I know this phrase is bandied about quite often, but there is something about it that just doesn’t sit well with me.
I mean, yes, if I’m currently undergoing a massive tragedy, then this is a great way to remind myself that this bad spot I’m in isn’t going to last forever.
But, if I’m at the other 95% of my life where things aren’t catastrophically bad, I think this phrase has a tendency to turn into an unhealthy obsession with a future that has not yet arrived, while not fully appreciating what I have now.
The podcast really drove home the point about how important it is to focus on the present and not be too caught up in the future. My life right now isn’t perfect (is anyone’s?) There are aspects of it that I’m admittedly dissatisfied with, and there are things I’m working towards. But I don’t want to keep telling myself that the best of my life is yet to come. Because life is what’s happening right under my nose.
Realistically, though, “the best is yet to come” doesn’t seem like it could apply to everyone. I know people whose lives ended on a sour note — estranged from their loved ones; bankrupt, while leaving behind a young family to support; passing away just when they were putting their life together. Real life tells us that there is no guarantee that all lives end on a high, or that if we live long enough, we will eventually see the fruition of all our dreams.

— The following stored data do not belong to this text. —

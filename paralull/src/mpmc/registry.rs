//! Arena of thread handles.
//!
//! Handles are addressed by a stable `HandleId` and are never freed while
//! the registry lives, so any id read from a cell or a peer pointer always
//! names valid memory. The ring order is the id order: the successor of
//! `id` is `(id + 1) % len`.
//!
//! Storage is a fixed array of buckets whose sizes double (8, 16, 32, ...),
//! so lookup is O(1) and growth never moves existing handles.

use std::alloc::{self, Layout};
use std::ptr;
use std::sync::atomic::{AtomicBool, AtomicPtr, AtomicUsize, Ordering};

use crate::error::{protocol_violation, QueueError};

use super::handle::{Handle, HandleId, ACTIVE, RETIRED};
use super::reclaim::ReclaimGuard;
use super::segment::Segment;

const FIRST_BUCKET_BITS: u32 = 3;
const BUCKETS: usize = 40;

#[inline]
fn bucket_len(bucket: usize) -> usize {
    1 << (bucket as u32 + FIRST_BUCKET_BITS)
}

#[inline]
fn locate(id: HandleId) -> (usize, usize) {
    let n = id + (1 << FIRST_BUCKET_BITS);
    let top = usize::BITS - 1 - n.leading_zeros();
    let bucket = (top - FIRST_BUCKET_BITS) as usize;
    (bucket, n - (1 << top))
}

pub(crate) struct Registry {
    buckets: [AtomicPtr<Handle>; BUCKETS],
    len: AtomicUsize,
    /// Cleared when the owning queue is dropped.
    open: AtomicBool,
}

impl Registry {
    pub(crate) fn new() -> Self {
        Self {
            buckets: std::array::from_fn(|_| AtomicPtr::new(ptr::null_mut())),
            len: AtomicUsize::new(0),
            open: AtomicBool::new(true),
        }
    }

    #[inline]
    pub(crate) fn len(&self) -> usize {
        self.len.load(Ordering::Acquire)
    }

    #[inline]
    pub(crate) fn next(&self, id: HandleId) -> HandleId {
        let len = self.len();
        if id + 1 >= len {
            0
        } else {
            id + 1
        }
    }

    /// Resolves an id handed out by this registry.
    #[inline]
    pub(crate) fn get(&self, id: HandleId) -> &Handle {
        if id >= self.len() {
            protocol_violation("handle id outside the registry");
        }
        let (bucket, slot) = locate(id);
        let base = self.buckets[bucket].load(Ordering::Acquire);
        if base.is_null() {
            protocol_violation("handle bucket missing");
        }
        // SAFETY: buckets are never freed before the registry and `slot` is
        // inside the bucket by construction of `locate`.
        unsafe { &*base.add(slot) }
    }

    pub(crate) fn is_open(&self) -> bool {
        self.open.load(Ordering::Acquire)
    }

    pub(crate) fn close(&self) {
        self.open.store(false, Ordering::Release);
    }

    /// Hands a handle to a new owner: a retired one if available, otherwise
    /// a fresh slot at the end of the ring.
    ///
    /// # Safety
    /// `first` must be the queue's earliest retained segment, read while
    /// holding `guard`.
    pub(crate) unsafe fn claim(
        &self,
        _guard: &ReclaimGuard<'_>,
        first: *mut Segment,
    ) -> Result<HandleId, QueueError> {
        let len = self.len();
        for id in 0..len {
            let h = self.get(id);
            if h
                .state
                .compare_exchange(RETIRED, ACTIVE, Ordering::AcqRel, Ordering::Relaxed)
                .is_ok()
            {
                h.activate(first, self.next(id));
                return Ok(id);
            }
        }

        let id = len;
        let (bucket, slot) = locate(id);
        if bucket >= BUCKETS {
            protocol_violation("handle registry exhausted");
        }
        let mut base = self.buckets[bucket].load(Ordering::Acquire);
        if base.is_null() {
            base = alloc_bucket(bucket_len(bucket))?;
            self.buckets[bucket].store(base, Ordering::Release);
        }
        let h = &*base.add(slot);
        h.state.store(ACTIVE, Ordering::Release);
        self.len.store(id + 1, Ordering::Release);
        // The ring now ends at `id`, so its successor wraps to 0.
        h.activate(first, self.next(id));
        Ok(id)
    }

    /// Returns a handle to the pool. The owner must not be inside an operation.
    pub(crate) fn retire(&self, id: HandleId) {
        let h = self.get(id);
        h.release();
        h.state.store(RETIRED, Ordering::Release);
        tracing::trace!(target: "paralull", handle = id, "retired queue handle");
    }

    pub(crate) fn iter(&self) -> impl Iterator<Item = (HandleId, &Handle)> + '_ {
        (0..self.len()).map(move |id| (id, self.get(id)))
    }
}

fn bucket_layout(len: usize) -> Result<Layout, QueueError> {
    Layout::array::<Handle>(len).map_err(|_| QueueError::AllocFailed {
        what: "handle bucket",
        layout: Layout::new::<Handle>(),
    })
}

fn alloc_bucket(len: usize) -> Result<*mut Handle, QueueError> {
    let layout = bucket_layout(len)?;
    // SAFETY: layout has non-zero size; every slot is initialised below.
    unsafe {
        let base = alloc::alloc(layout) as *mut Handle;
        if base.is_null() {
            return Err(QueueError::AllocFailed {
                what: "handle bucket",
                layout,
            });
        }
        for i in 0..len {
            ptr::write(base.add(i), Handle::new());
        }
        Ok(base)
    }
}

impl Drop for Registry {
    fn drop(&mut self) {
        for (bucket, slot) in self.buckets.iter_mut().enumerate() {
            let base = *slot.get_mut();
            if base.is_null() {
                continue;
            }
            let len = bucket_len(bucket);
            // SAFETY: allocated by `alloc_bucket` with the same length; no
            // other reference to the registry remains.
            unsafe {
                ptr::drop_in_place(ptr::slice_from_raw_parts_mut(base, len));
                if let Ok(layout) = bucket_layout(len) {
                    alloc::dealloc(base as *mut u8, layout);
                }
            }
        }
    }
}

The phrase seems to me like a bit of a delusion. Personally, I don’t find comfort in the fact that the best is yet to come. Because I’ve already had some pretty awesome moments in my life, and I don’t like the implication then if the best is yet to come, then those great things I’ve experienced don’t really matter as much. I want to value the things I have now, not to be continuously telling myself that the future is going to be so much better.
I do tell myself that good things will happen to me in the future.
But I also tell myself that bad things will happen to me in the future.
In the meantime, I’m just going to focus on this moment and live my life.